Task:
In the listing below, find the line containing "assert_eq!(config.seasonal_period, 7);" and the line containing "pub const DEFAULT_SEASONAL_PERIOD: usize = 7;". Repeat exactly those two lines and every line between them, nothing more.

Supplied data:
━━━━━━━━━━━━━━━━
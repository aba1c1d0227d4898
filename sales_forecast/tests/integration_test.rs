mod common;

use common::{weekly_sales, write_csv};
use sales_forecast::config::PipelineConfig;
use sales_forecast::error::ForecastError;
use sales_forecast::pipeline::Pipeline;
use sales_forecast::report::ChartKind;
use std::fs;
use std::path::Path;
use tempfile::tempdir;

fn config(input: &Path, output_dir: &Path) -> PipelineConfig {
    PipelineConfig {
        input: input.to_path_buf(),
        output_dir: output_dir.to_path_buf(),
        horizon: 14,
        ..PipelineConfig::default()
    }
}

#[test]
fn test_full_pipeline_writes_all_outputs() {
    let input = write_csv(&weekly_sales(42));
    let dir = tempdir().unwrap();
    let config = PipelineConfig {
        holdout_days: Some(7),
        ..config(input.path(), dir.path())
    };

    let output = Pipeline::new(config).unwrap().run().unwrap();

    assert_eq!(output.table.len(), 84);
    assert_eq!(output.series.len(), 42);
    assert_eq!(output.report.charts().len(), 6);
    assert_eq!(output.forecast.as_ref().unwrap().horizon(), 14);
    assert!(output.model.is_some());
    assert!(output.holdout.is_some());

    for kind in ChartKind::ALL {
        assert!(dir.path().join(kind.file_name()).exists(), "{:?}", kind);
    }
    for table in [
        "daily_sales.csv",
        "product_performance.csv",
        "branch_performance.csv",
        "customer_segments.csv",
        "forecast.csv",
    ] {
        assert!(dir.path().join(table).exists(), "{}", table);
    }

    let manifest: serde_json::Value =
        serde_json::from_str(&fs::read_to_string(dir.path().join("manifest.json")).unwrap()).unwrap();
    let charts = manifest["charts"].as_array().unwrap();
    assert_eq!(charts.len(), 6);
    assert_eq!(charts[0]["url"], "/viz/sales_trend.json");
    assert_eq!(charts[5]["title"], "Sales Forecast");

    let forecast: serde_json::Value =
        serde_json::from_str(&fs::read_to_string(dir.path().join("sales_forecast.json")).unwrap()).unwrap();
    assert_eq!(forecast["kind"], "sales_forecast");
    assert_eq!(forecast["data"]["actual"].as_array().unwrap().len(), 42);
    assert_eq!(forecast["data"]["forecast"].as_array().unwrap().len(), 14);
    assert!(forecast["data"]["trend"]["r_squared"].is_number());
    assert!(forecast["data"]["forecast"][0]["lower"].is_number());

    let csv = fs::read_to_string(dir.path().join("branch_performance.csv")).unwrap();
    assert!(csv.starts_with("branch,total,profit,rating"));
    assert_eq!(csv.lines().count(), 3);
}

#[test]
fn test_short_history_skips_forecast_chart() {
    let input = write_csv(&weekly_sales(10));
    let dir = tempdir().unwrap();

    let output = Pipeline::new(config(input.path(), dir.path()))
        .unwrap()
        .run()
        .unwrap();

    assert!(output.forecast.is_none());
    assert!(output.model.is_none());
    assert_eq!(output.report.charts().len(), 5);
    assert!(output.report.chart(ChartKind::SalesForecast).is_none());
    assert!(!dir.path().join("sales_forecast.json").exists());
    assert!(!dir.path().join("forecast.csv").exists());
    assert!(dir.path().join("branch_sales.json").exists());
}

#[test]
fn test_tables_can_be_disabled() {
    let input = write_csv(&weekly_sales(14));
    let dir = tempdir().unwrap();
    let config = PipelineConfig {
        write_tables: false,
        ..config(input.path(), dir.path())
    };

    let output = Pipeline::new(config).unwrap().run().unwrap();

    // Six charts and the manifest
    assert_eq!(output.written.len(), 7);
    assert!(!dir.path().join("daily_sales.csv").exists());
}

#[test]
fn test_branch_shares_sum_to_one_hundred() {
    let input = write_csv(&weekly_sales(14));
    let dir = tempdir().unwrap();
    Pipeline::new(config(input.path(), dir.path()))
        .unwrap()
        .run()
        .unwrap();

    let payload: serde_json::Value =
        serde_json::from_str(&fs::read_to_string(dir.path().join("branch_sales.json")).unwrap()).unwrap();
    let share: f64 = payload["data"]["branches"]
        .as_array()
        .unwrap()
        .iter()
        .map(|b| b["share"].as_f64().unwrap())
        .sum();
    assert!((share - 100.0).abs() < 1e-9);
}

#[test]
fn test_missing_input_file() {
    let dir = tempdir().unwrap();
    let pipeline = Pipeline::new(config(&dir.path().join("absent.csv"), dir.path())).unwrap();
    assert!(matches!(pipeline.run(), Err(ForecastError::IoError(_))));
}

#[test]
fn test_invalid_config_is_rejected() {
    let config = PipelineConfig {
        seasonal_period: 1,
        ..PipelineConfig::default()
    };
    assert!(matches!(
        Pipeline::new(config),
        Err(ForecastError::InvalidParameter(_))
    ));
}

#[test]
fn test_config_file_round_trip() {
    let dir = tempdir().unwrap();
    let path = dir.path().join("config.json");
    fs::write(
        &path,
        r#"{"horizon": 7, "holdout_days": 3, "write_tables": false, "optimizer": {"restarts": 0}}"#,
    )
    .unwrap();

    let config = PipelineConfig::from_json_file(&path).unwrap();
    assert_eq!(config.horizon, 7);
    assert_eq!(config.holdout_days, Some(3));
    assert!(!config.write_tables);
    assert_eq!(config.seasonal_period, 7);
    assert_eq!(config.optimizer.restarts, 0);
    assert_eq!(config.optimizer.max_iter, 2000);
}
//! Pipeline configuration
//!
//! Every field has a default, so a JSON file only needs the keys it
//! overrides.

use crate::error::{ForecastError, Result};
use crate::utils::{DEFAULT_DATE_FORMATS, DEFAULT_TIME_FORMATS};
use sales_math::NelderMead;
use serde::{Deserialize, Serialize};
use std::fs;
use std::path::{Path, PathBuf};

pub const DEFAULT_INPUT: &str = "data/supermarket_sales.csv";
pub const DEFAULT_OUTPUT_DIR: &str = "visualizations";
pub const DEFAULT_HORIZON: usize = 30;
pub const DEFAULT_SEASONAL_PERIOD: usize = 7;
pub const DEFAULT_CONFIDENCE_LEVEL: f64 = 0.95;

#[derive(Debug, Clone, PartialEq, Serialize, Deserialize)]
#[serde(default)]
pub struct PipelineConfig {
    /// Transaction log to read
    pub input: PathBuf,
    /// Directory receiving chart payloads and tables
    pub output_dir: PathBuf,
    /// Field delimiter of the input file
    pub delimiter: char,
    /// Days to forecast
    pub horizon: usize,
    /// Observations per season
    pub seasonal_period: usize,
    /// Coverage of the forecast prediction intervals
    pub confidence_level: f64,
    /// Trailing days held out for accuracy evaluation
    pub holdout_days: Option<usize>,
    pub date_formats: Vec<String>,
    pub time_formats: Vec<String>,
    /// Also export CSV tables next to the chart payloads
    pub write_tables: bool,
    /// Settings for the smoothing-parameter search
    pub optimizer: NelderMead,
}

impl Default for PipelineConfig {
    fn default() -> Self {
        Self {
            input: PathBuf::from(DEFAULT_INPUT),
            output_dir: PathBuf::from(DEFAULT_OUTPUT_DIR),
            delimiter: ',',
            horizon: DEFAULT_HORIZON,
            seasonal_period: DEFAULT_SEASONAL_PERIOD,
            confidence_level: DEFAULT_CONFIDENCE_LEVEL,
            holdout_days: None,
            date_formats: DEFAULT_DATE_FORMATS.iter().map(|s| s.to_string()).collect(),
            time_formats: DEFAULT_TIME_FORMATS.iter().map(|s| s.to_string()).collect(),
            write_tables: true,
            optimizer: NelderMead::default(),
        }
    }
}

impl PipelineConfig {
    /// Load a configuration from a JSON file
    pub fn from_json_file<P: AsRef<Path>>(path: P) -> Result<Self> {
        let text = fs::read_to_string(path)?;
        Self::from_json_str(&text)
    }

    pub fn from_json_str(text: &str) -> Result<Self> {
        Ok(serde_json::from_str(text)?)
    }

    /// Check value ranges
    pub fn validate(&self) -> Result<()> {
        if self.horizon == 0 {
            return Err(ForecastError::InvalidParameter(
                "horizon must be at least 1".to_string(),
            ));
        }
        if self.seasonal_period < 2 {
            return Err(ForecastError::InvalidParameter(format!(
                "seasonal_period must be at least 2, got {}",
                self.seasonal_period
            )));
        }
        if !(self.confidence_level > 0.0 && self.confidence_level < 1.0) {
            return Err(ForecastError::InvalidParameter(format!(
                "confidence_level must be between 0 and 1, got {}",
                self.confidence_level
            )));
        }
        if self.holdout_days == Some(0) {
            return Err(ForecastError::InvalidParameter(
                "holdout_days must be at least 1 when set".to_string(),
            ));
        }
        if self.date_formats.is_empty() || self.time_formats.is_empty() {
            return Err(ForecastError::InvalidParameter(
                "date_formats and time_formats must not be empty".to_string(),
            ));
        }
        self.optimizer
            .validate()
            .map_err(|e| ForecastError::InvalidParameter(format!("optimizer: {}", e)))?;
        self.delimiter_byte().map(|_| ())
    }

    /// The delimiter as the single byte the CSV reader expects
    pub fn delimiter_byte(&self) -> Result<u8> {
        u8::try_from(self.delimiter)
            .ok()
            .filter(u8::is_ascii)
            .ok_or_else(|| {
                ForecastError::InvalidParameter(format!(
                    "delimiter must be a single ASCII character, got '{}'",
                    self.delimiter
                ))
            })
    }
}

#[cfg(test)]
mod tests {
    use super::*;
    use pretty_assertions::assert_eq;

    #[test]
    fn test_partial_json_keeps_defaults() {
        let config = PipelineConfig::from_json_str(r#"{"horizon": 14, "delimiter": ";"}"#).unwrap();

        assert_eq!(config.horizon, 14);
        assert_eq!(config.delimiter_byte().unwrap(), b';');
        assert_eq!(config.seasonal_period, DEFAULT_SEASONAL_PERIOD);
        assert_eq!(config.input, PathBuf::from(DEFAULT_INPUT));
        assert!(config.validate().is_ok());
    }

    #[test]
    fn test_validate_rejects_bad_values() {
        let bad = [
            PipelineConfig { horizon: 0, ..Default::default() },
            PipelineConfig { seasonal_period: 1, ..Default::default() },
            PipelineConfig { confidence_level: 1.0, ..Default::default() },
            PipelineConfig { holdout_days: Some(0), ..Default::default() },
            PipelineConfig { delimiter: 'é', ..Default::default() },
            PipelineConfig { date_formats: vec![], ..Default::default() },
            PipelineConfig {
                optimizer: {
                    let mut optimizer = NelderMead::default();
                    optimizer.max_iter = 0;
                    optimizer
                },
                ..Default::default()
            },
        ];
        for config in bad {
            assert!(config.validate().is_err(), "{:?}", config);
        }
    }

    #[test]
    fn test_optimizer_settings_from_json() {
        let config =
            PipelineConfig::from_json_str(r#"{"optimizer": {"max_iter": 500, "restarts": 1}}"#).unwrap();

        assert_eq!(config.optimizer.max_iter, 500);
        assert_eq!(config.optimizer.restarts, 1);
        assert_eq!(config.optimizer.tolerance, NelderMead::default().tolerance);
        assert!(config.validate().is_ok());

        let config = PipelineConfig::from_json_str(r#"{"optimizer": {"tolerance": -1.0}}"#).unwrap();
        assert!(matches!(
            config.validate(),
            Err(ForecastError::InvalidParameter(_))
        ));
    }
}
━━━━━━━━━━━━━━━━
Answer space:
    assert_eq!(config.seasonal_period, 7);
    assert_eq!(config.optimizer.restarts, 0);
    assert_eq!(config.optimizer.max_iter, 2000);
}
//! Pipeline configuration
//!
//! Every field has a default, so a JSON file only needs the keys it
//! overrides.

use crate::error::{ForecastError, Result};
use crate::utils::{DEFAULT_DATE_FORMATS, DEFAULT_TIME_FORMATS};
use sales_math::NelderMead;
use serde::{Deserialize, Serialize};
use std::fs;
use std::path::{Path, PathBuf};

pub const DEFAULT_INPUT: &str = "data/supermarket_sales.csv";
pub const DEFAULT_OUTPUT_DIR: &str = "visualizations";
pub const DEFAULT_HORIZON: usize = 30;
pub const DEFAULT_SEASONAL_PERIOD: usize = 7;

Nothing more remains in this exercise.